Wherever "bool" shows up in the records below, copy the whole line.

───── DATA EXTRACT

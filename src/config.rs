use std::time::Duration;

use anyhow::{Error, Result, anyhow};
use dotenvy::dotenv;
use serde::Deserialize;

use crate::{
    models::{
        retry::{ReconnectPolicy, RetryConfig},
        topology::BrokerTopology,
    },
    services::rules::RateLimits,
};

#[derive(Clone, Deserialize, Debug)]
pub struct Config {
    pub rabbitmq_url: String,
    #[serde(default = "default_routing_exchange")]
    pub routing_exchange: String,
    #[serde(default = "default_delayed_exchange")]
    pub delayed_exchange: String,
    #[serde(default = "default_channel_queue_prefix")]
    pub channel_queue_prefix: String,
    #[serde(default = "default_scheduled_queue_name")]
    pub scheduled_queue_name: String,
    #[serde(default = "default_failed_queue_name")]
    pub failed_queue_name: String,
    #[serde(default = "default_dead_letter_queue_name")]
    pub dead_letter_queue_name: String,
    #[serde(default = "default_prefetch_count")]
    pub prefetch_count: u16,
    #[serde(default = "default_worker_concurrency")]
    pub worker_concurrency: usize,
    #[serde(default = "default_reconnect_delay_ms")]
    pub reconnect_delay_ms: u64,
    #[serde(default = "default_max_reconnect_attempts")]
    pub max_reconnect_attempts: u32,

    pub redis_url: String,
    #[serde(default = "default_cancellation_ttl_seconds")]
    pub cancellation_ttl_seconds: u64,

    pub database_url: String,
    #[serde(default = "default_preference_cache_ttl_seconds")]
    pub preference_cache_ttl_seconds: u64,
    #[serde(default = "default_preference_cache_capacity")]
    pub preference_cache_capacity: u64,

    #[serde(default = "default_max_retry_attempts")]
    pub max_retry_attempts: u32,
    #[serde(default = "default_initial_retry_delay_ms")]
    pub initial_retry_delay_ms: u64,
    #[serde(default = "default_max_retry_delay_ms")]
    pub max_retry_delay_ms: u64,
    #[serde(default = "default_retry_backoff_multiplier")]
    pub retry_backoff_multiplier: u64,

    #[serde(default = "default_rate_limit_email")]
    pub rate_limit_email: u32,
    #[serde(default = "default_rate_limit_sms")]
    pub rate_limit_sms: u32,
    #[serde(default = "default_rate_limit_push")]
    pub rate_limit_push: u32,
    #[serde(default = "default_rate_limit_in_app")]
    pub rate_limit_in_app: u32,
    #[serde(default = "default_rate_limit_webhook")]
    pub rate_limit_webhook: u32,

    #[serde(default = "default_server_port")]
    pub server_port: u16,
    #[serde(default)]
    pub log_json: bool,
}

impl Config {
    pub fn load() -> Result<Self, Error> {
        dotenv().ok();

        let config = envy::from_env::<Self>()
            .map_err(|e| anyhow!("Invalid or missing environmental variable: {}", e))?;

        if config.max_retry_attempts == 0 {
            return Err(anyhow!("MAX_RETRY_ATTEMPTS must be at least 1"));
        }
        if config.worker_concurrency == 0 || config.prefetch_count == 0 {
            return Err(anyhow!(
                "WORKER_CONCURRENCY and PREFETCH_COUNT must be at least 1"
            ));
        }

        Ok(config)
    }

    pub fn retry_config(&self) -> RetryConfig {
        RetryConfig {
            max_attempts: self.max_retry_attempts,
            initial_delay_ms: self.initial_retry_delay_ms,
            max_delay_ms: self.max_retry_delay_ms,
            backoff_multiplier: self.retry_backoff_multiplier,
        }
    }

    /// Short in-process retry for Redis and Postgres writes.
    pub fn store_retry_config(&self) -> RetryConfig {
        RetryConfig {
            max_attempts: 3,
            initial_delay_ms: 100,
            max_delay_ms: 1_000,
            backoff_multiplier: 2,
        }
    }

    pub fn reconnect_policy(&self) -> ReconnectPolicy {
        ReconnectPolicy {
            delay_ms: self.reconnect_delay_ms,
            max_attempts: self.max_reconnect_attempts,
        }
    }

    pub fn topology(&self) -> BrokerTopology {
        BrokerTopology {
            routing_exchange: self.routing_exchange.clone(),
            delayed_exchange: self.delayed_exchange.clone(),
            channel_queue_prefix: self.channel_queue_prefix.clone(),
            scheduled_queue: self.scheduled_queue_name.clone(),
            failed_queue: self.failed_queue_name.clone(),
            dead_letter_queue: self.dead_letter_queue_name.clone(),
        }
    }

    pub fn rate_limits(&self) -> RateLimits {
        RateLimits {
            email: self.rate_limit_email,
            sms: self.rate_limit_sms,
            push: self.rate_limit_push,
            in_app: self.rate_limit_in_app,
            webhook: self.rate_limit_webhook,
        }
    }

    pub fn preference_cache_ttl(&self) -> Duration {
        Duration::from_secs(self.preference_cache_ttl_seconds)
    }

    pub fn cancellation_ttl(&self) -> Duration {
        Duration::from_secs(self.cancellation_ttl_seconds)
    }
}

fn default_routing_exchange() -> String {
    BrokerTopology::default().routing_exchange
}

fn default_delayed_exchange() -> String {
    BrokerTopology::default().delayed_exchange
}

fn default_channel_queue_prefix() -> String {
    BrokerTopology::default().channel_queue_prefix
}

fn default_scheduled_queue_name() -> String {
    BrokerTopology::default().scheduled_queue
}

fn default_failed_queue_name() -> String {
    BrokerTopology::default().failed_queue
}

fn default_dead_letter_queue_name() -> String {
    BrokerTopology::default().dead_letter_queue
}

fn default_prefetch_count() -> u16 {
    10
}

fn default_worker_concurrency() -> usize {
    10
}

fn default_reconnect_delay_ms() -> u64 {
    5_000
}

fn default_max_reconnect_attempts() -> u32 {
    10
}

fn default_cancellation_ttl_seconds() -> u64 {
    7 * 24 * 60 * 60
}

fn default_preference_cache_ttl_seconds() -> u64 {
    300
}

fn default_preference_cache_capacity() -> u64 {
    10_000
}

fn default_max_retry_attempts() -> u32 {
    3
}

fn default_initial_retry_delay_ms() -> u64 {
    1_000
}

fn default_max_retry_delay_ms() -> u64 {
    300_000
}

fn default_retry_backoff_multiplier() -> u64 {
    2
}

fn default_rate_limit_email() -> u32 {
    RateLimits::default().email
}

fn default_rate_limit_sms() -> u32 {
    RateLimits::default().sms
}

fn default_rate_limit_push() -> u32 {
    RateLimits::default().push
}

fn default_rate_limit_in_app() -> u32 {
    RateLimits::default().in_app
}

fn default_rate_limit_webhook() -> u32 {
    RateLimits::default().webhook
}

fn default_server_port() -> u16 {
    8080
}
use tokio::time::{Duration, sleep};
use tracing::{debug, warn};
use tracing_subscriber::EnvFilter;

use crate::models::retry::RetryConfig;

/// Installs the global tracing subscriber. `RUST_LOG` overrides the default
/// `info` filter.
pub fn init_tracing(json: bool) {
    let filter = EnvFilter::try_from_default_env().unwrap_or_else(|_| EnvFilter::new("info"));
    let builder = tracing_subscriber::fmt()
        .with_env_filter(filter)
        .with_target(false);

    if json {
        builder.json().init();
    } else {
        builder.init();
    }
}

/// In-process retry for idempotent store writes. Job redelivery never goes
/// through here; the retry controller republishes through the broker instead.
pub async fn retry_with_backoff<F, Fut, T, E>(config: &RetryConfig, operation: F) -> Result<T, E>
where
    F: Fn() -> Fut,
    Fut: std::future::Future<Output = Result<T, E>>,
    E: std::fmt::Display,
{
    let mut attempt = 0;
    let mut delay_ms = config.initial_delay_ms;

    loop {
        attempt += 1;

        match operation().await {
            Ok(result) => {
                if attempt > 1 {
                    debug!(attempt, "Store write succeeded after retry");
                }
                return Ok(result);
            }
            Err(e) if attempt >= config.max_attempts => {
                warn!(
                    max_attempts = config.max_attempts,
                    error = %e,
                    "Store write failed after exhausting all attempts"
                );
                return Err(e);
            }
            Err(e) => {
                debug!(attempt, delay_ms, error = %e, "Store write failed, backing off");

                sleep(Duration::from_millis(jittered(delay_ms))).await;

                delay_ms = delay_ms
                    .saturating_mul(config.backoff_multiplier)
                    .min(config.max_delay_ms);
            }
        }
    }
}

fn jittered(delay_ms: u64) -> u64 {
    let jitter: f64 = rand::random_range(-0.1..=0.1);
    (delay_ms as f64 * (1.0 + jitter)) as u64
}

──────────

#### [TASK OUTPUT]
    pub log_json: bool,
pub fn init_tracing(json: bool) {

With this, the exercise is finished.